== WHAT YOU HAVE TO DO ==
Every entry below needs to be repeated exactly.

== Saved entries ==
··········

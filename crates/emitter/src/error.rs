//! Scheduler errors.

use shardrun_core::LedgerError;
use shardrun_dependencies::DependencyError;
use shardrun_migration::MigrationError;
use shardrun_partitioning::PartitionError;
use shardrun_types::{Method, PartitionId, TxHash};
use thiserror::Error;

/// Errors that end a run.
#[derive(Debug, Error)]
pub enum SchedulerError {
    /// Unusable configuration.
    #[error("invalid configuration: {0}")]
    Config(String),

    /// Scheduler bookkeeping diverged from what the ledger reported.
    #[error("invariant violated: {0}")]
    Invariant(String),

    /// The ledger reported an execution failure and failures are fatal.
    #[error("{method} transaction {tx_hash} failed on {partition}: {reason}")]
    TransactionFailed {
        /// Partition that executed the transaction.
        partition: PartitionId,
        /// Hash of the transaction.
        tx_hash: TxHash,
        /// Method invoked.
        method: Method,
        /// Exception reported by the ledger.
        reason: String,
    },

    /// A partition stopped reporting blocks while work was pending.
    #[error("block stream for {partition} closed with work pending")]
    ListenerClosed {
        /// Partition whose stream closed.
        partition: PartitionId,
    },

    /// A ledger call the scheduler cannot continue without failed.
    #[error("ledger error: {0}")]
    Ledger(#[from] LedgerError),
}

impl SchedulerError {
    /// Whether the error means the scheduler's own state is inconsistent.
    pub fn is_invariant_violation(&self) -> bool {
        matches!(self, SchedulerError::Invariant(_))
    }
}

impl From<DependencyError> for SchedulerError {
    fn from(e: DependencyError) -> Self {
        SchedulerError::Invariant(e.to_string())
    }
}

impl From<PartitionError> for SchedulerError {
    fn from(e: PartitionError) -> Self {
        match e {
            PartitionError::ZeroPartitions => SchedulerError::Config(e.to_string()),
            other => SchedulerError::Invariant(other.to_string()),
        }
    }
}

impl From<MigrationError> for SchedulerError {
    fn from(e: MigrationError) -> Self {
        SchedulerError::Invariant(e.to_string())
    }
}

··········

== RESPONSE BOX ==
filename crates/emitter/src/error.rs
//! Scheduler errors.

use shardrun_core::LedgerError;
use shardrun_dependencies::DependencyError;
use shardrun_migration::MigrationError;
use shardrun_partitioning::PartitionError;
use shardrun_types::{Method, PartitionId, TxHash};
use thiserror::Error;

/// Errors that end a run.
#[derive(Debug, Error)]
pub enum SchedulerError {
    /// Unusable configuration.
    #[error("invalid configuration: {0}")]
    Config(String),

    /// Scheduler bookkeeping diverged from what the ledger reported.
    #[error("invariant violated: {0}")]
    Invariant(String),

    /// The ledger reported an execution failure and failures are fatal.
    #[error("{method} transaction {tx_hash} failed on {partition}: {reason}")]
    TransactionFailed {
        /// Partition that executed the transaction.
        partition: PartitionId,
        /// Hash of the transaction.
        tx_hash: TxHash,
        /// Method invoked.
        method: Method,
        /// Exception reported by the ledger.
        reason: String,
    },

    /// A partition stopped reporting blocks while work was pending.
    #[error("block stream for {partition} closed with work pending")]
    ListenerClosed {
        /// Partition whose stream closed.
        partition: PartitionId,
    },

    /// A ledger call the scheduler cannot continue without failed.
    #[error("ledger error: {0}")]
    Ledger(#[from] LedgerError),
}

impl SchedulerError {
    /// Whether the error means the scheduler's own state is inconsistent.
    pub fn is_invariant_violation(&self) -> bool {
        matches!(self, SchedulerError::Invariant(_))
    }
}

impl From<DependencyError> for SchedulerError {
    fn from(e: DependencyError) -> Self {
        SchedulerError::Invariant(e.to_string())
    }
}

impl From<PartitionError> for SchedulerError {
    fn from(e: PartitionError) -> Self {
        match e {
            PartitionError::ZeroPartitions => SchedulerError::Config(e.to_string()),
            other => SchedulerError::Invariant(other.to_string()),
        }
    }
}

impl From<MigrationError> for SchedulerError {
    fn from(e: MigrationError) -> Self {
        SchedulerError::Invariant(e.to_string())
    }
}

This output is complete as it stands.